Items listed in a dataset:

* * * *

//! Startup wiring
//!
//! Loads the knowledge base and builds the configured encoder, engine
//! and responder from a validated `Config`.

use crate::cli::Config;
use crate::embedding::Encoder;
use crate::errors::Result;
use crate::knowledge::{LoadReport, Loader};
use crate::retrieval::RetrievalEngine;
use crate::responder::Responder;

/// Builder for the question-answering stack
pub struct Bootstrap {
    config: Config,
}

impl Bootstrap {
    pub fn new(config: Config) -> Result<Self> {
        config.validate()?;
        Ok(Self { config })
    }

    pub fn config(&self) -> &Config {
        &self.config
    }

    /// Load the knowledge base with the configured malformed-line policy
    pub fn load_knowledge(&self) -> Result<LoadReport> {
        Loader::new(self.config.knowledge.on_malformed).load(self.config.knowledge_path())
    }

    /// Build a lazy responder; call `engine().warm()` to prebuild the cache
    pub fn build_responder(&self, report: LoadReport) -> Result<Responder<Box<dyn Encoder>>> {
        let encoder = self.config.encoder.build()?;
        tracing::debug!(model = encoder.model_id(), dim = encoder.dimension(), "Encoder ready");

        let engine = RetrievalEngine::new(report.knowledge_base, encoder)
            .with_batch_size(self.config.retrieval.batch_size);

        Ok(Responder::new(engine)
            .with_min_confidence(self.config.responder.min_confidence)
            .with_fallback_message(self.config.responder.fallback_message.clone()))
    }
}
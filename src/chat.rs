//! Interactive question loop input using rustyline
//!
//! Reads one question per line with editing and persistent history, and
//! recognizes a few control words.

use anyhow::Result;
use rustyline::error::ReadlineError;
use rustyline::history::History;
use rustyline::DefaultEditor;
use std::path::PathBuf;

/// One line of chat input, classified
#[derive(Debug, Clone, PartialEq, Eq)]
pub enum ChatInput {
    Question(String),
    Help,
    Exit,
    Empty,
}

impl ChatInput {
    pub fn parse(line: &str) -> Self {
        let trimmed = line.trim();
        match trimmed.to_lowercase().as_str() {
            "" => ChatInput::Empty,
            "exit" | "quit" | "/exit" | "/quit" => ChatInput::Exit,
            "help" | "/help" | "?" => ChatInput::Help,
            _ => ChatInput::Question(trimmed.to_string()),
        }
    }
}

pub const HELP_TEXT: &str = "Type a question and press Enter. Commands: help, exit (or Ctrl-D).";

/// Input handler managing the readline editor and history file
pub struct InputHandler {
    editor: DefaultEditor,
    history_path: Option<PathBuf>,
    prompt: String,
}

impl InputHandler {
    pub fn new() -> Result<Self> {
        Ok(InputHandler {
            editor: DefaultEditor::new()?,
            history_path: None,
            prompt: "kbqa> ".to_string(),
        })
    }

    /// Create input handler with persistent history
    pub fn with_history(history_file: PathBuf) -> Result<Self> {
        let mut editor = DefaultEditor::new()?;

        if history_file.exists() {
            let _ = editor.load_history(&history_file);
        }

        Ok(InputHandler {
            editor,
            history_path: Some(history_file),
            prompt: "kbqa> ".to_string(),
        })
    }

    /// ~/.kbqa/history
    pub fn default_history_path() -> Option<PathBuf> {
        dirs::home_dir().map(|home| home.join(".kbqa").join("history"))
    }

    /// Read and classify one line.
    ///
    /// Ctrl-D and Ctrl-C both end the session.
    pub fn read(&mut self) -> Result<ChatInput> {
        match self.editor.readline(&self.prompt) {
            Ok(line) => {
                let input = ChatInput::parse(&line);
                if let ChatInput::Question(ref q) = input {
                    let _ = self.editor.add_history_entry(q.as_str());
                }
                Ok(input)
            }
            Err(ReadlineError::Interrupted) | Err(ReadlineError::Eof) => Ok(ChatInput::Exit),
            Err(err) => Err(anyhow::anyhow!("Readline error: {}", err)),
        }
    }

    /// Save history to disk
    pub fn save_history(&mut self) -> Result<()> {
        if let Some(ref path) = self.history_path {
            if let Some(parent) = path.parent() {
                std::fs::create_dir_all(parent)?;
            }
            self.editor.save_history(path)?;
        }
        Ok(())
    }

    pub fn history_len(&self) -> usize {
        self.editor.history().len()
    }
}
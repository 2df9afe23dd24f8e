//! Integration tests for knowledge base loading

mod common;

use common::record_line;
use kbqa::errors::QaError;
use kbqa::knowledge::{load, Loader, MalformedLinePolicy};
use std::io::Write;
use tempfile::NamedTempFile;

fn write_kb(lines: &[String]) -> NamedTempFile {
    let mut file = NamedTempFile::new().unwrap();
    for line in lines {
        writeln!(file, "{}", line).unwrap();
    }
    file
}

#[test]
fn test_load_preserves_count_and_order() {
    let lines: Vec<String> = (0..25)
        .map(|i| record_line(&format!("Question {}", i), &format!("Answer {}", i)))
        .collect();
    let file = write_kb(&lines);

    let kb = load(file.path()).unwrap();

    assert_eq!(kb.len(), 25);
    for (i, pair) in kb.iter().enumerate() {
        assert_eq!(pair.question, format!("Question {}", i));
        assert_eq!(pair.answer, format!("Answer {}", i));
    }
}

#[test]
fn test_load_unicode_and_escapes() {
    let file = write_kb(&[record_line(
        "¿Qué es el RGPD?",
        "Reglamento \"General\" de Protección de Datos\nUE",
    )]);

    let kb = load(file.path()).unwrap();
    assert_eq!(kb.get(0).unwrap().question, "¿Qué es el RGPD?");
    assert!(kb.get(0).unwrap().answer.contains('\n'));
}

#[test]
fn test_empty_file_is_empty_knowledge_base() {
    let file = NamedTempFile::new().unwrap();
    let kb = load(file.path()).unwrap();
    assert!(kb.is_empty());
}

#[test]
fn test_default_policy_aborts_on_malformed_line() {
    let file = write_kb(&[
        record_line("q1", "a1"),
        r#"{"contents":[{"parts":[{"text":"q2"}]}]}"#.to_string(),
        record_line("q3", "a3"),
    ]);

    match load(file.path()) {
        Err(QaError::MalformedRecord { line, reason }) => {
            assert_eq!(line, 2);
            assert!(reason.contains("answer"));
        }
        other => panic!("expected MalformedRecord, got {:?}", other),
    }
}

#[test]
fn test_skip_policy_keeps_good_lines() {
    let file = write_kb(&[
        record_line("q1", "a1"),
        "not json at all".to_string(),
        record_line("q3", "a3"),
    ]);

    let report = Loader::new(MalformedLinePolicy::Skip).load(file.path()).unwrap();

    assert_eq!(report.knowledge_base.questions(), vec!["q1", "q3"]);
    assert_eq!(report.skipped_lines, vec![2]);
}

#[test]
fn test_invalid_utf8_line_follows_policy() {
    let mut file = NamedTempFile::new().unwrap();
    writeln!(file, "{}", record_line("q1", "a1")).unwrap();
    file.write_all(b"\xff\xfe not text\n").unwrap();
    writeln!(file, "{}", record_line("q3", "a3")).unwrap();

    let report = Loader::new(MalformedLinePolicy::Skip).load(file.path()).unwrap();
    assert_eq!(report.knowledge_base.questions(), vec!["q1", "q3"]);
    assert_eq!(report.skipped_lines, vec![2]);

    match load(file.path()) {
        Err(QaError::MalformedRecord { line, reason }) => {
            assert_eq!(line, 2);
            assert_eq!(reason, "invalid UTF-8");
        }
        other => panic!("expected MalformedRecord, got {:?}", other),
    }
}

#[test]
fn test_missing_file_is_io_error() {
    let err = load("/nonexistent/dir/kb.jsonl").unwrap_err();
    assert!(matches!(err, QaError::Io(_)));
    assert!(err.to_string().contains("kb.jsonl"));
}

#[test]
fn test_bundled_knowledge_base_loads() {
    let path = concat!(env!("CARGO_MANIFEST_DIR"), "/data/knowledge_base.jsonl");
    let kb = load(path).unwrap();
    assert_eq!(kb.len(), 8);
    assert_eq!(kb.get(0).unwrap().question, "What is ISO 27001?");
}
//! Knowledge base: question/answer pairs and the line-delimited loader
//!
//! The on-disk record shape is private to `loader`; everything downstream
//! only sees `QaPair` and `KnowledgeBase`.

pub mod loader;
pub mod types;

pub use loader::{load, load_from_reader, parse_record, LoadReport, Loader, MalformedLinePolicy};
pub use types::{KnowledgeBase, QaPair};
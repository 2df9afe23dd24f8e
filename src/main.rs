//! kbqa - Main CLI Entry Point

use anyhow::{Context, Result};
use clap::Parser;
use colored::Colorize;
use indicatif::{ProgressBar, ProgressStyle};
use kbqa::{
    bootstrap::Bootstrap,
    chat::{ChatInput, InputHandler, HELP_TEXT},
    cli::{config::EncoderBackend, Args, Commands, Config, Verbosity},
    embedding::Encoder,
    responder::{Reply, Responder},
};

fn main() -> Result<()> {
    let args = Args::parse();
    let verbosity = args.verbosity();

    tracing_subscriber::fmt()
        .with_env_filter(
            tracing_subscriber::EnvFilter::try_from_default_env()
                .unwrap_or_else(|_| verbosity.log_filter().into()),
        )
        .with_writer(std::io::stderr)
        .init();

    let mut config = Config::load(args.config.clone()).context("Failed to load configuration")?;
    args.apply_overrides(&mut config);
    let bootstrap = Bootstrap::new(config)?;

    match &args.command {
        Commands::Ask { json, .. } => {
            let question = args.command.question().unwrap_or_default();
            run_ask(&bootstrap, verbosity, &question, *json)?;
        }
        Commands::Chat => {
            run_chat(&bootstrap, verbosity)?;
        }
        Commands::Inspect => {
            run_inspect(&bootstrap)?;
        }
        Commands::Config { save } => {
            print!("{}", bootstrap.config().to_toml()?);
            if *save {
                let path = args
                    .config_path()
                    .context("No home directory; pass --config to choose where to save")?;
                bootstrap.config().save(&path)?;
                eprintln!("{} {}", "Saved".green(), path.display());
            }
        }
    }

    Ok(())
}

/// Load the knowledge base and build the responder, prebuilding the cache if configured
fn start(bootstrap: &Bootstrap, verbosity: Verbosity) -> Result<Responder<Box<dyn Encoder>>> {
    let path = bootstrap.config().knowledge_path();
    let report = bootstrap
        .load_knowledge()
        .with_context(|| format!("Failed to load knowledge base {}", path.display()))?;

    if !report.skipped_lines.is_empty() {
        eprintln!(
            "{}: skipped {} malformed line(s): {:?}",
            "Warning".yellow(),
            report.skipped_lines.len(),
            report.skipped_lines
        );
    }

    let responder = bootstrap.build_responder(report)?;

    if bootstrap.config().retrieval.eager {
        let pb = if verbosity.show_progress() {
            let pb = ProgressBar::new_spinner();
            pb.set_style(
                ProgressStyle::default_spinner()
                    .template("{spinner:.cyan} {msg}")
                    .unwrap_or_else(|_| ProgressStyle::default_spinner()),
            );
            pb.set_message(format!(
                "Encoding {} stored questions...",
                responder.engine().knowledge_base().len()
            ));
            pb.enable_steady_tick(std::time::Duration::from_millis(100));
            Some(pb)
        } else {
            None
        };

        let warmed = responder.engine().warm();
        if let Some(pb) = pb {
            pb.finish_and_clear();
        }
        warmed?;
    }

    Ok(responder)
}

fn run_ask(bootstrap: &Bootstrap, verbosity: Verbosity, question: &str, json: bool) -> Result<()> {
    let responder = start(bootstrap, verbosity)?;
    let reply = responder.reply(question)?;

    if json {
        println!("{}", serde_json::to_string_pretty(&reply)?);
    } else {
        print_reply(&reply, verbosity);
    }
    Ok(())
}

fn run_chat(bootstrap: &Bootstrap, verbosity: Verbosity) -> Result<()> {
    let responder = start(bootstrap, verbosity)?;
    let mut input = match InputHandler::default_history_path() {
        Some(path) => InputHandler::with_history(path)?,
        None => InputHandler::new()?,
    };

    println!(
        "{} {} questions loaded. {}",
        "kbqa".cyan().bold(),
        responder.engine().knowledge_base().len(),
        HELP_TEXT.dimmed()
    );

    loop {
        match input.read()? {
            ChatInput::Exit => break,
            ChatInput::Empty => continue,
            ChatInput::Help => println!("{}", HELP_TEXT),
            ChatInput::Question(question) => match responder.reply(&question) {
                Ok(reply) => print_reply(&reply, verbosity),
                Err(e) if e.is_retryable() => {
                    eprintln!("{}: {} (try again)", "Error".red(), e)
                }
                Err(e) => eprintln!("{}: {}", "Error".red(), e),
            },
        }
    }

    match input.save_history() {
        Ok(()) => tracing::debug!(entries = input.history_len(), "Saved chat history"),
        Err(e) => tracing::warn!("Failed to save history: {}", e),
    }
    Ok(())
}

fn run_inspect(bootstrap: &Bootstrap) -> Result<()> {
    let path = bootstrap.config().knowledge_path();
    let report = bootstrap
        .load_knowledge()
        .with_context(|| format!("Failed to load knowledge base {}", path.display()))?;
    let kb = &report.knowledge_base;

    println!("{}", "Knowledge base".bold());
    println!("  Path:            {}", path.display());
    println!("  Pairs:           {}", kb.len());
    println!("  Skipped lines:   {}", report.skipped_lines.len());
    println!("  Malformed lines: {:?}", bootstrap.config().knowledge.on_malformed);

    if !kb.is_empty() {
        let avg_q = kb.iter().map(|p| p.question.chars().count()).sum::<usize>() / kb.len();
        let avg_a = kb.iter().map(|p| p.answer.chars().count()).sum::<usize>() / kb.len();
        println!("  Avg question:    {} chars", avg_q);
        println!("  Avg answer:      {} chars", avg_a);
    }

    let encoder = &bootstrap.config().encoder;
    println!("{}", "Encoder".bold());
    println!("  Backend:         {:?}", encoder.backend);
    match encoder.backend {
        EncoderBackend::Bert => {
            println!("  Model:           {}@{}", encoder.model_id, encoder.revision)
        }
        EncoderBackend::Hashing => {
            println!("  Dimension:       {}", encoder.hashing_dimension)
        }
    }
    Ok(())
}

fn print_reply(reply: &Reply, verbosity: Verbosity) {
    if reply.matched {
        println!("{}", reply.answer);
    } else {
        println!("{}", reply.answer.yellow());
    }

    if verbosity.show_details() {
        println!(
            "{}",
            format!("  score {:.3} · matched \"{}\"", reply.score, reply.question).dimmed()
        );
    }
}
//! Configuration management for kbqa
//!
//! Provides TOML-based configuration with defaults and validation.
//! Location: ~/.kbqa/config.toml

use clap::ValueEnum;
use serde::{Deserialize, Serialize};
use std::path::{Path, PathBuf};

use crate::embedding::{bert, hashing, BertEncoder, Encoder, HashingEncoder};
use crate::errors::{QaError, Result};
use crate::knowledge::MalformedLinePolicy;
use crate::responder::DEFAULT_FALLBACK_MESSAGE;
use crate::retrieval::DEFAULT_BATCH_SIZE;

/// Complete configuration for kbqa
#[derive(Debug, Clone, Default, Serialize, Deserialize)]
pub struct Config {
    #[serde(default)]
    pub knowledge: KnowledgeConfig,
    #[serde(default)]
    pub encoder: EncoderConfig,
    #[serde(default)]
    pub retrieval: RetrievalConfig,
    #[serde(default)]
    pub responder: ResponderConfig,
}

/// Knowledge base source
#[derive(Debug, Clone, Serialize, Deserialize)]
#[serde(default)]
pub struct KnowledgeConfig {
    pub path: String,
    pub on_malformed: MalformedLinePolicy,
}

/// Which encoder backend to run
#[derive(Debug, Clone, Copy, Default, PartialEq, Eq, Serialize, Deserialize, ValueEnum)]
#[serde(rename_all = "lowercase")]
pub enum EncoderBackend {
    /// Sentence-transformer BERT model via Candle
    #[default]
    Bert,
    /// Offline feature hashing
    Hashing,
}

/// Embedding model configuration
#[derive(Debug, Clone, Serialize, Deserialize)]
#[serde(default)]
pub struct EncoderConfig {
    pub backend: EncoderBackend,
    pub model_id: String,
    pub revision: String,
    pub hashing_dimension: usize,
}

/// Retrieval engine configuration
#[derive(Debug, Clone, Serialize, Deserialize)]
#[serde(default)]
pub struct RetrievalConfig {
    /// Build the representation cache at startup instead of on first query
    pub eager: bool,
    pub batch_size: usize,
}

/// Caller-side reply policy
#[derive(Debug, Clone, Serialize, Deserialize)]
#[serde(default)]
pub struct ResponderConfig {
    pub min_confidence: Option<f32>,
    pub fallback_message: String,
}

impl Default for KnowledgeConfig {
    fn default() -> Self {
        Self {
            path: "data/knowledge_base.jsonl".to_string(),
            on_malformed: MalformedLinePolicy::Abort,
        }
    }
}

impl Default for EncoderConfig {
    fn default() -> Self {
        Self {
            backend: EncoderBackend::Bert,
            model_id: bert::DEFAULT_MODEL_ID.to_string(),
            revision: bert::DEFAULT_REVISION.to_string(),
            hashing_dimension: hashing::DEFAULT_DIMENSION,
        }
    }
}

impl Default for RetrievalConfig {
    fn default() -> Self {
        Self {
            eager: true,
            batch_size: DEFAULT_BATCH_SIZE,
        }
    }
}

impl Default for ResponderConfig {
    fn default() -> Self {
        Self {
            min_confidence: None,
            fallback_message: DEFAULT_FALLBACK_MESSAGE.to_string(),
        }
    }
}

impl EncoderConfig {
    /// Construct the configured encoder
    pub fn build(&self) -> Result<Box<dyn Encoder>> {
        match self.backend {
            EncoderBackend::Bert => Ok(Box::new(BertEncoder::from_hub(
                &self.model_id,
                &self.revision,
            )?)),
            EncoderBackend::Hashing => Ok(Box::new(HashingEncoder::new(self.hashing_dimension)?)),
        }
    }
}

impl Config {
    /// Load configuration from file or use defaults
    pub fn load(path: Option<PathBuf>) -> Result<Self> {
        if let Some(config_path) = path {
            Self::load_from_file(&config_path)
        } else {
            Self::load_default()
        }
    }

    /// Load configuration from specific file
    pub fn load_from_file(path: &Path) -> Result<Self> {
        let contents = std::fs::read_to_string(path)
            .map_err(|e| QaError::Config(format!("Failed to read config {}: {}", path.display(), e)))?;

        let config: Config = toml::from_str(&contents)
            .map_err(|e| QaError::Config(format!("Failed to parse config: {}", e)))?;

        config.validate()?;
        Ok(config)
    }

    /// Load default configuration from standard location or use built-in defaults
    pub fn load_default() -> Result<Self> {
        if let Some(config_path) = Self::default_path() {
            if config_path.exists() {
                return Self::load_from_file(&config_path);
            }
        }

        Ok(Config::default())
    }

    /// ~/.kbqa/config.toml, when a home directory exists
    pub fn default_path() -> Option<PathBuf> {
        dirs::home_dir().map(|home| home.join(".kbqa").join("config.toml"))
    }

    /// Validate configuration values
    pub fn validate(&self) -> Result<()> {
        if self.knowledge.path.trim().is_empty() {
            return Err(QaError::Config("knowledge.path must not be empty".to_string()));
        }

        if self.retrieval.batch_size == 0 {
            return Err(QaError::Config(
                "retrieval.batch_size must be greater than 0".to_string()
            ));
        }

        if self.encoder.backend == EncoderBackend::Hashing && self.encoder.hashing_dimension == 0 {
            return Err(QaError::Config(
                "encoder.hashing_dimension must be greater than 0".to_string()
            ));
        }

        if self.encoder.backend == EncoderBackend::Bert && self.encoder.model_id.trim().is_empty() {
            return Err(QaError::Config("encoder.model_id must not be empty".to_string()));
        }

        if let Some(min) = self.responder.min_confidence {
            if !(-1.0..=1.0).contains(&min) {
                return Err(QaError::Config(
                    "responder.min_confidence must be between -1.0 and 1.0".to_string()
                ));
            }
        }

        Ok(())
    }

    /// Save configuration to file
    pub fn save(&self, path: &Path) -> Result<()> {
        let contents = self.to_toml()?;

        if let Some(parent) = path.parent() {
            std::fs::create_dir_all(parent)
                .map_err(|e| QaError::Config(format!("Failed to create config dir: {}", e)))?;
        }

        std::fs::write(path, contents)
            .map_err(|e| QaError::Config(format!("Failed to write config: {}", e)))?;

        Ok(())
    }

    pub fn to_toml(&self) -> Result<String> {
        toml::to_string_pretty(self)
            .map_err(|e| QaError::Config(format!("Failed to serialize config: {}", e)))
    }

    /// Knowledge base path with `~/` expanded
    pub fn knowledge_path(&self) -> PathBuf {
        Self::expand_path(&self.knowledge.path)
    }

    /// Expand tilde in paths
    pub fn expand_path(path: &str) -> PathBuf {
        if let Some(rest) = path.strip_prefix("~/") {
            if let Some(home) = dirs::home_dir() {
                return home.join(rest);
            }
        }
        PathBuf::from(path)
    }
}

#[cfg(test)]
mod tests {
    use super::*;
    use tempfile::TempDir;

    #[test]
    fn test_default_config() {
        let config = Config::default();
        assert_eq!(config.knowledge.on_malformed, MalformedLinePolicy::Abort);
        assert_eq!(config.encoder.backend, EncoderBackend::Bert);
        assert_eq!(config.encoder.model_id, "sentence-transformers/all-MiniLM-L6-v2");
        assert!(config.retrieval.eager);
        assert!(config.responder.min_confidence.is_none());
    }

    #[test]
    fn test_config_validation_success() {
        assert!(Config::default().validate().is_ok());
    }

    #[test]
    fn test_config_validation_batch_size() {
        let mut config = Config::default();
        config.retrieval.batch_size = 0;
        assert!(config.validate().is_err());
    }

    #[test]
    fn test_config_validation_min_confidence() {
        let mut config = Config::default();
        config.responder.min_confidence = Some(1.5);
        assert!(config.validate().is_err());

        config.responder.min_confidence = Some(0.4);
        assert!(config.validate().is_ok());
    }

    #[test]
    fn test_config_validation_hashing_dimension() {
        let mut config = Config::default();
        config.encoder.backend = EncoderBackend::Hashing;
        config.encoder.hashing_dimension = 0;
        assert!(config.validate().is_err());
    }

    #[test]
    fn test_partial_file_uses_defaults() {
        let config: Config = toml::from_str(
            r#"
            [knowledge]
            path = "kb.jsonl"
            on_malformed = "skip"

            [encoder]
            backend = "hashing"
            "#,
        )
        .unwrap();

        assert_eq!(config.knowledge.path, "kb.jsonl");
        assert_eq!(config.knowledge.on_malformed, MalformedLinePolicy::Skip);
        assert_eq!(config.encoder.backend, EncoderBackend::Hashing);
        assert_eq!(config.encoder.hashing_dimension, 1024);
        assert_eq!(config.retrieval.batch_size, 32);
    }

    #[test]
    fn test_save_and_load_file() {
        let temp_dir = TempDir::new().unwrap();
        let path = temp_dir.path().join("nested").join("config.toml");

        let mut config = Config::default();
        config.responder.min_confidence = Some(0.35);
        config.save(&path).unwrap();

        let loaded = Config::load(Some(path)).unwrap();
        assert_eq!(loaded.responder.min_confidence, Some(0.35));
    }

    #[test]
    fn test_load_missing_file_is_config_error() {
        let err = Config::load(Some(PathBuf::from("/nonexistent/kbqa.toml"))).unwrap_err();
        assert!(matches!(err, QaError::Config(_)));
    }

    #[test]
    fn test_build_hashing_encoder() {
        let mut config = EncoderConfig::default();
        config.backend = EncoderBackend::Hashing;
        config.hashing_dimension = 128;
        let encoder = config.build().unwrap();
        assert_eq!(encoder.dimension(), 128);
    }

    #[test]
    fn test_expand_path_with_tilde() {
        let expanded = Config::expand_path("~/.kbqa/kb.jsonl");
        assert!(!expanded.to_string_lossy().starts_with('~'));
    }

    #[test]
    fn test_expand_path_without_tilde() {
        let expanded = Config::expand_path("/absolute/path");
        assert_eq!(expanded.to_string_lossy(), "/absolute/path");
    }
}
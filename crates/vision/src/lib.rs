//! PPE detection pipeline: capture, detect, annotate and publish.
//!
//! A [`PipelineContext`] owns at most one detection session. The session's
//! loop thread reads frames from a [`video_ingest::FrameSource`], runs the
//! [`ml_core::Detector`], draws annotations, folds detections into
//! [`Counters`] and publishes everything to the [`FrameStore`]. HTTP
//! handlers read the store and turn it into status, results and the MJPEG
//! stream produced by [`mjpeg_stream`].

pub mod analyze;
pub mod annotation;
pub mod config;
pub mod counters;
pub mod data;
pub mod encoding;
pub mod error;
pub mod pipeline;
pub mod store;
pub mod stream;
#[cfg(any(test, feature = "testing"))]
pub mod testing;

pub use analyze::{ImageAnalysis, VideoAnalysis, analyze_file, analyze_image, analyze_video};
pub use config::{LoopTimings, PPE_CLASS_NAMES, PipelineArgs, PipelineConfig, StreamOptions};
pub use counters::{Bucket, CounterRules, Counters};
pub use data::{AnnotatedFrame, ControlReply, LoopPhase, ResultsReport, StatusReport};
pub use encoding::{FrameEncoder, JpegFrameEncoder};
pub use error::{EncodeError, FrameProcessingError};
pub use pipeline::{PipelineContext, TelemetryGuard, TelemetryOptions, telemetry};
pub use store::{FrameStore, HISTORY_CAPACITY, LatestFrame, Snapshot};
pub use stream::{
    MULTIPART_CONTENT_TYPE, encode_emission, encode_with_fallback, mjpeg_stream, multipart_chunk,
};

* * * *

The task: Those lines of the records that contain the string "TempDir" should be identified and copied.

Response:
    use tempfile::TempDir;
        let temp_dir = TempDir::new().unwrap();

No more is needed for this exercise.